[SUPPLIED ENTRIES]:
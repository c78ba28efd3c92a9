//! # 补间生命周期集成测试
//!
//! 以自定义目标对象驱动 TweenAction 的完整流程：
//! 构造 → start → step ... step(1.0)，以及 clone / reverse。

use std::cell::{Cell, RefCell};
use std::rc::Rc;

use tween_core::{
    Animatable, CompoundValue, EasingRegistry, PropertyValue, PropertyWrapper, RawProperties,
    TweenAction, TweenDefinition, TweenOptions, TweenState, TweenWarning,
};

fn init_tracing() {
    let _ = tracing_subscriber::fmt().with_test_writer().try_init();
}

fn registry() -> Rc<EasingRegistry> {
    Rc::new(EasingRegistry::with_builtins())
}

/// 三维向量字段：写入时逐个复制子字段，不保留引用
#[derive(Debug, Clone, Copy, PartialEq)]
struct Vec3 {
    x: f32,
    y: f32,
    z: f32,
}

/// 测试用精灵
#[derive(Debug)]
struct Sprite {
    opacity: Cell<f32>,
    position: RefCell<Vec3>,
    writes: RefCell<Vec<String>>,
}

impl Sprite {
    fn new(opacity: f32, position: Vec3) -> Rc<Self> {
        Rc::new(Self {
            opacity: Cell::new(opacity),
            position: RefCell::new(position),
            writes: RefCell::new(Vec::new()),
        })
    }

    fn position(&self) -> Vec3 {
        *self.position.borrow()
    }
}

impl Animatable for Sprite {
    fn get_property(&self, name: &str) -> Option<PropertyValue> {
        match name {
            "opacity" => Some(PropertyValue::Number(self.opacity.get())),
            "position" => {
                let p = self.position();
                Some(PropertyValue::compound(
                    CompoundValue::new()
                        .with("x", p.x)
                        .with("y", p.y)
                        .with("z", p.z),
                ))
            }
            _ => None,
        }
    }

    fn set_property(&self, name: &str, value: PropertyValue) -> bool {
        match (name, value) {
            ("opacity", PropertyValue::Number(v)) => {
                self.writes.borrow_mut().push("opacity".to_string());
                self.opacity.set(v);
                true
            }
            ("position", PropertyValue::Compound(c)) => {
                let c = c.borrow();
                let mut p = self.position.borrow_mut();
                for (key, v) in c.iter() {
                    self.writes.borrow_mut().push(format!("position.{key}"));
                    match key {
                        "x" => p.x = v,
                        "y" => p.y = v,
                        "z" => p.z = v,
                        _ => {}
                    }
                }
                true
            }
            _ => false,
        }
    }
}

fn origin() -> Vec3 {
    Vec3 {
        x: 0.0,
        y: 0.0,
        z: 0.0,
    }
}

fn run(action: &mut TweenAction<Sprite>, target: &Rc<Sprite>, steps: &[f32]) {
    action.start(Some(target.clone()));
    for &t in steps {
        action.step(t);
    }
}

#[test]
fn test_absolute_tween_lands_on_values() {
    init_tracing();
    let sprite = Sprite::new(1.0, origin());
    let props = RawProperties::new()
        .with("opacity", 0.25)
        .with("position", CompoundValue::new().with("x", 8.0).with("y", -4.0));
    let mut action = TweenAction::new(0.3, props, TweenOptions::new(), registry());

    run(&mut action, &sprite, &[0.0, 0.5, 1.0]);

    assert_eq!(sprite.opacity.get(), 0.25);
    assert_eq!(
        sprite.position(),
        Vec3 {
            x: 8.0,
            y: -4.0,
            z: 0.0
        }
    );
    assert_eq!(action.state(), TweenState::Complete);
}

#[test]
fn test_relative_forward_and_reverse_round_trip() {
    init_tracing();
    let sprite = Sprite::new(0.5, origin());
    let props = RawProperties::new().with("position", CompoundValue::new().with("x", 2.0));
    let options = TweenOptions::new().with_relative(true);
    let mut forward = TweenAction::new(1.0, props, options, registry());

    run(&mut forward, &sprite, &[0.5, 1.0]);
    assert_eq!(sprite.position().x, 2.0);

    let mut backward = forward.reverse();
    run(&mut backward, &sprite, &[0.5, 1.0]);
    assert_eq!(sprite.position().x, 0.0);

    let mut again = backward.reverse();
    run(&mut again, &sprite, &[1.0]);
    assert_eq!(sprite.position().x, 2.0);
}

#[test]
fn test_nan_sub_key_is_never_written() {
    init_tracing();
    let sprite = Sprite::new(
        1.0,
        Vec3 {
            x: 0.0,
            y: 0.0,
            z: f32::NAN,
        },
    );
    let props = RawProperties::new().with(
        "position",
        CompoundValue::new().with("x", 1.0).with("y", 1.0).with("z", 1.0),
    );
    let mut action = TweenAction::new(1.0, props, TweenOptions::new(), registry());

    run(&mut action, &sprite, &[0.3, 0.6, 1.0]);

    assert!(sprite.position().z.is_nan());
    assert!(!sprite.writes.borrow().contains(&"position.z".to_string()));
    assert_eq!(sprite.position().x, 1.0);
}

#[test]
fn test_clone_matches_original_results() {
    init_tracing();
    let props = RawProperties::new()
        .with("opacity", PropertyWrapper::new(0.0).with_easing("cubicOut"))
        .with("position", CompoundValue::new().with("y", 10.0));
    let options = TweenOptions::new().with_easing("Sinusoidal-InOut");
    let mut original = TweenAction::new(2.0, props, options, registry());
    let mut copy = original.clone();

    let (a, b) = (Sprite::new(1.0, origin()), Sprite::new(1.0, origin()));
    let steps = [0.1, 0.4, 0.7];
    run(&mut original, &a, &steps);
    run(&mut copy, &b, &steps);

    assert_eq!(a.opacity.get(), b.opacity.get());
    assert_eq!(a.position(), b.position());
    assert_eq!(copy.duration(), 2.0);
}

#[test]
fn test_reverse_of_absolute_action_is_inert() {
    init_tracing();
    let sprite = Sprite::new(1.0, origin());
    let mut source = TweenAction::new(
        1.0,
        RawProperties::new().with("opacity", 0.0),
        TweenOptions::new(),
        registry(),
    );
    run(&mut source, &sprite, &[0.5]);

    let mut reversed = source.reverse();
    assert_eq!(reversed.duration(), 0.0);
    assert!(reversed.specs().is_empty());
    assert!(reversed.warnings().contains(&TweenWarning::NonRelativeReverse));

    // 空动作不会写任何属性
    let writes_before = sprite.writes.borrow().len();
    run(&mut reversed, &sprite, &[1.0]);
    assert_eq!(sprite.writes.borrow().len(), writes_before);

    // 原动作的运行时状态不受影响
    assert_eq!(source.state(), TweenState::Running);
    assert_eq!(source.property_state("opacity").unwrap().scalar_end(), Some(0.0));
}

#[test]
fn test_on_complete_only_on_exact_one() {
    init_tracing();
    let completed = Rc::new(Cell::new(0));
    let updates = Rc::new(Cell::new(0));
    let (c, u) = (completed.clone(), updates.clone());
    let options = TweenOptions::new()
        .on_update(move |_: &Sprite, _| u.set(u.get() + 1))
        .on_complete(move |_: &Sprite| c.set(c.get() + 1));
    let sprite = Sprite::new(1.0, origin());
    let mut action = TweenAction::new(
        1.0,
        RawProperties::new().with("opacity", 0.0),
        options,
        registry(),
    );

    run(&mut action, &sprite, &[0.0, 0.5, 0.99]);
    assert_eq!(completed.get(), 0);
    assert_eq!(updates.get(), 3);

    action.step(1.0);
    assert_eq!(completed.get(), 1);
    assert_eq!(updates.get(), 4);

    // 重新开始后可以再次完成
    run(&mut action, &sprite, &[1.0]);
    assert_eq!(completed.get(), 2);
}

#[test]
fn test_on_start_sees_mutation_target() {
    init_tracing();
    let seen = Rc::new(Cell::new(f32::NAN));
    let s = seen.clone();
    let options = TweenOptions::new().on_start(move |sprite: &Sprite| s.set(sprite.opacity.get()));
    let mut action = TweenAction::new(
        1.0,
        RawProperties::new().with("opacity", 0.0),
        options,
        registry(),
    );

    let logical = Sprite::new(0.1, origin());
    let worker = Sprite::new(0.9, origin());
    action.set_mutation_target(Some(worker.clone()));
    action.start(Some(logical));

    assert_eq!(seen.get(), 0.9);
}

#[test]
fn test_definition_drives_custom_target() {
    init_tracing();
    let def = TweenDefinition::from_json(
        r#"{
            "duration": 1,
            "props": { "opacity": 0.5, "position": { "x": 4 }, "missing": 1 },
            "options": { "relative": true, "easing": "Linear-None", "delay": 1 }
        }"#,
    )
    .unwrap();
    let mut action: TweenAction<Sprite> = def.build(registry());
    assert_eq!(action.warnings(), &[TweenWarning::deprecated("delay")]);

    let sprite = Sprite::new(0.25, origin());
    run(&mut action, &sprite, &[1.0]);

    assert_eq!(sprite.opacity.get(), 0.75);
    assert_eq!(sprite.position().x, 4.0);
    assert!(action.property_state("missing").is_none());
}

[AIM OF THE EXERCISE]: If a line of the listing above contains "TweenWarning", pick it out and copy it.

[EXERCISE SOLUTION]:
    TweenAction, TweenDefinition, TweenOptions, TweenState, TweenWarning,
    assert!(reversed.warnings().contains(&TweenWarning::NonRelativeReverse));
    assert_eq!(action.warnings(), &[TweenWarning::deprecated("delay")]);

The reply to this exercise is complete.